The city doesn’t want to overrun a historic part of the city with tacky signs, but store owners in Old Town say they need more signs to bring in more business.
A city councilor has a plan to try to help both sides.
“We really want to keep the integrity of Old Town but also make our businesses visually appealing and draw people,” Catherine Cache owner Catherine Webster said.
She explained that many businesses in the historic area hurting because city zoning rules limit the types and number of signs allowed outside and on their stores.
“Unless we have some sort of visual to pull people down to the end of our blocks, it’s very, very difficult,” she said.

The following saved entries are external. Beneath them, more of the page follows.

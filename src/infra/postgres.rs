//! Postgres store. Runtime-checked queries over `sqlx`; every mutating
//! operation re-reads current state under `FOR UPDATE` inside the same
//! transaction as its writes, and the one-pending-per-document rule is a
//! partial unique index rather than an application-level check.

use {
    super::store::{RefundOutcome, Settlement, Store},
    crate::domain::{
        audit::{AuditAction, AuditLogEntry, NewAuditEntry},
        document::{Document, DocumentKind, RefundDecision},
        error::PayError,
        payment::{NewPayment, Payment, PaymentMethod, PaymentStatus},
        user::{BONUS_SESSIONS_PER_PAYMENT, Tier, UserAccount},
    },
    async_trait::async_trait,
    chrono::{DateTime, Utc},
    sqlx::{PgPool, Postgres, Row, Transaction, postgres::PgRow},
    uuid::Uuid,
};

const PAYMENT_COLUMNS: &str = "id, user_id, document_id, amount, method, status, \
     gateway_order_id, public_code, transaction_ref, paid_at, refunded_at, \
     admin_note, refund_reason, created_at, updated_at";

const DOCUMENT_COLUMNS: &str = "id, user_id, kind, unlocked, unlocked_at, \
     refund_requested, refund_requested_at, rejection_reason, evidence_ref, \
     admin_comment, refund_history";

pub struct PgStore {
    pool: PgPool,
}

impl PgStore {
    pub fn new(pool: PgPool) -> Self {
        Self { pool }
    }
}

fn payment_from_row(row: &PgRow) -> Result<Payment, PayError> {
    let method: String = row.try_get("method")?;
    let status: String = row.try_get("status")?;
    Ok(Payment {
        id: row.try_get("id")?,
        user_id: row.try_get("user_id")?,
        document_id: row.try_get("document_id")?,
        amount: row.try_get("amount")?,
        method: PaymentMethod::try_from(method.as_str())?,
        status: PaymentStatus::try_from(status.as_str())?,
        gateway_order_id: row.try_get("gateway_order_id")?,
        public_code: row.try_get("public_code")?,
        transaction_ref: row.try_get("transaction_ref")?,
        paid_at: row.try_get("paid_at")?,
        refunded_at: row.try_get("refunded_at")?,
        admin_note: row.try_get("admin_note")?,
        refund_reason: row.try_get("refund_reason")?,
        created_at: row.try_get("created_at")?,
        updated_at: row.try_get("updated_at")?,
    })
}

fn document_from_row(row: &PgRow) -> Result<Document, PayError> {
    let kind: String = row.try_get("kind")?;
    let history: serde_json::Value = row.try_get("refund_history")?;
    Ok(Document {
        id: row.try_get("id")?,
        user_id: row.try_get("user_id")?,
        kind: DocumentKind::try_from(kind.as_str())?,
        unlocked: row.try_get("unlocked")?,
        unlocked_at: row.try_get("unlocked_at")?,
        refund_requested: row.try_get("refund_requested")?,
        refund_requested_at: row.try_get("refund_requested_at")?,
        rejection_reason: row.try_get("rejection_reason")?,
        evidence_ref: row.try_get("evidence_ref")?,
        admin_comment: row.try_get("admin_comment")?,
        refund_history: serde_json::from_value(history)?,
    })
}

fn user_from_row(row: &PgRow) -> Result<UserAccount, PayError> {
    let level: i16 = row.try_get("tier")?;
    Ok(UserAccount {
        id: row.try_get("id")?,
        email: row.try_get("email")?,
        is_admin: row.try_get("is_admin")?,
        tier: Tier::from_level(level as u8)?,
        weekly_payment_count: row.try_get("weekly_payment_count")?,
        tier_recalculated_at: row.try_get("tier_recalculated_at")?,
        bonus_sessions_today: row.try_get("bonus_sessions_today")?,
    })
}

fn audit_from_row(row: &PgRow) -> Result<AuditLogEntry, PayError> {
    let action: String = row.try_get("action")?;
    Ok(AuditLogEntry {
        id: row.try_get("id")?,
        actor_id: row.try_get("actor_id")?,
        actor_email: row.try_get("actor_email")?,
        action: AuditAction::try_from(action.as_str())?,
        entity: row.try_get("entity")?,
        entity_id: row.try_get("entity_id")?,
        detail: row.try_get("detail")?,
        source_ip: row.try_get("source_ip")?,
        created_at: row.try_get("created_at")?,
    })
}

async fn fetch_payment_for_update(
    tx: &mut Transaction<'_, Postgres>,
    payment_id: Uuid,
) -> Result<Option<Payment>, PayError> {
    let row = sqlx::query(&format!(
        "SELECT {PAYMENT_COLUMNS} FROM payments WHERE id = $1 FOR UPDATE"
    ))
    .bind(payment_id)
    .fetch_optional(&mut **tx)
    .await?;
    row.as_ref().map(payment_from_row).transpose()
}

async fn fetch_document_for_update(
    tx: &mut Transaction<'_, Postgres>,
    document_id: Uuid,
) -> Result<Option<Document>, PayError> {
    let row = sqlx::query(&format!(
        "SELECT {DOCUMENT_COLUMNS} FROM documents WHERE id = $1 FOR UPDATE"
    ))
    .bind(document_id)
    .fetch_optional(&mut **tx)
    .await?;
    row.as_ref().map(document_from_row).transpose()
}

/// Recompute the rolling 7-day count and tier for one user, inside the
/// caller's transaction.
async fn recompute_tier(
    tx: &mut Transaction<'_, Postgres>,
    user_id: Uuid,
    extra_bonus: i64,
) -> Result<(), PayError> {
    let weekly: i64 = sqlx::query_scalar(
        "SELECT COUNT(*) FROM payments \
         WHERE user_id = $1 AND status = 'success' \
           AND paid_at >= now() - interval '7 days'",
    )
    .bind(user_id)
    .fetch_one(&mut **tx)
    .await?;

    let tier = Tier::for_weekly_payments(weekly);
    let updated = sqlx::query(
        "UPDATE users \
         SET tier = $1, weekly_payment_count = $2, tier_recalculated_at = now(), \
             bonus_sessions_today = bonus_sessions_today + $3 \
         WHERE id = $4",
    )
    .bind(tier.level() as i16)
    .bind(weekly)
    .bind(extra_bonus)
    .bind(user_id)
    .execute(&mut **tx)
    .await?;

    if updated.rows_affected() == 0 {
        return Err(PayError::NotFound(format!("user {user_id}")));
    }
    Ok(())
}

“There are not enough (signs) for us. It is just two signs permitted for the businesses,” La Choca Owner Carmen Ortiz added. “The signs are not very big and my space is very small.”
Local stores like Plaza Gifts have posted electronic “open” signs but say they’re not allowed to turn them on.
Last year, the city hosted an online poll by way of a so-called virtual task force to evaluate how the sign regulations impact these businesses.
“The regulations were vague and people were being randomly fined inconsistently,” Webster said.
“It was pretty clear that people wanted more signage and bigger signage,” City Councilor Isaac Benton added.
Last summer, Benton helped stop the city from fining businesses that put out more signs and displays.
He’s now sponsoring an ordinance to increase the number of signs per business from two to three; and allow sandwich boards, small light-up signs like “open” signs in doors or windows, outdoor demonstrations and displays.
“The sign limitations are very strict in Old Town and this is a relatively small increase in terms of that and I don’t think it’s going to adversely affect the quality and the feel of Old Town,” Benton stated.
Regardless of how small the changes, not everyone backs the idea.
“I am concerned,” Erica Moya of Albuquerque said. “You wouldn’t want a bunch of tacky billboards everywhere, you know?”
The city says it will continue to let businesses put out sandwich boards or extra signs without fining them until some new rules are ironed out.
The Landmarks Commission and Environmental Planning Commission still need to review the ordinance before city council votes on it. If it passes, it would go into effect on Jan. 31, 2020 or when the 2019 IDO Annual Update happens, whichever comes first.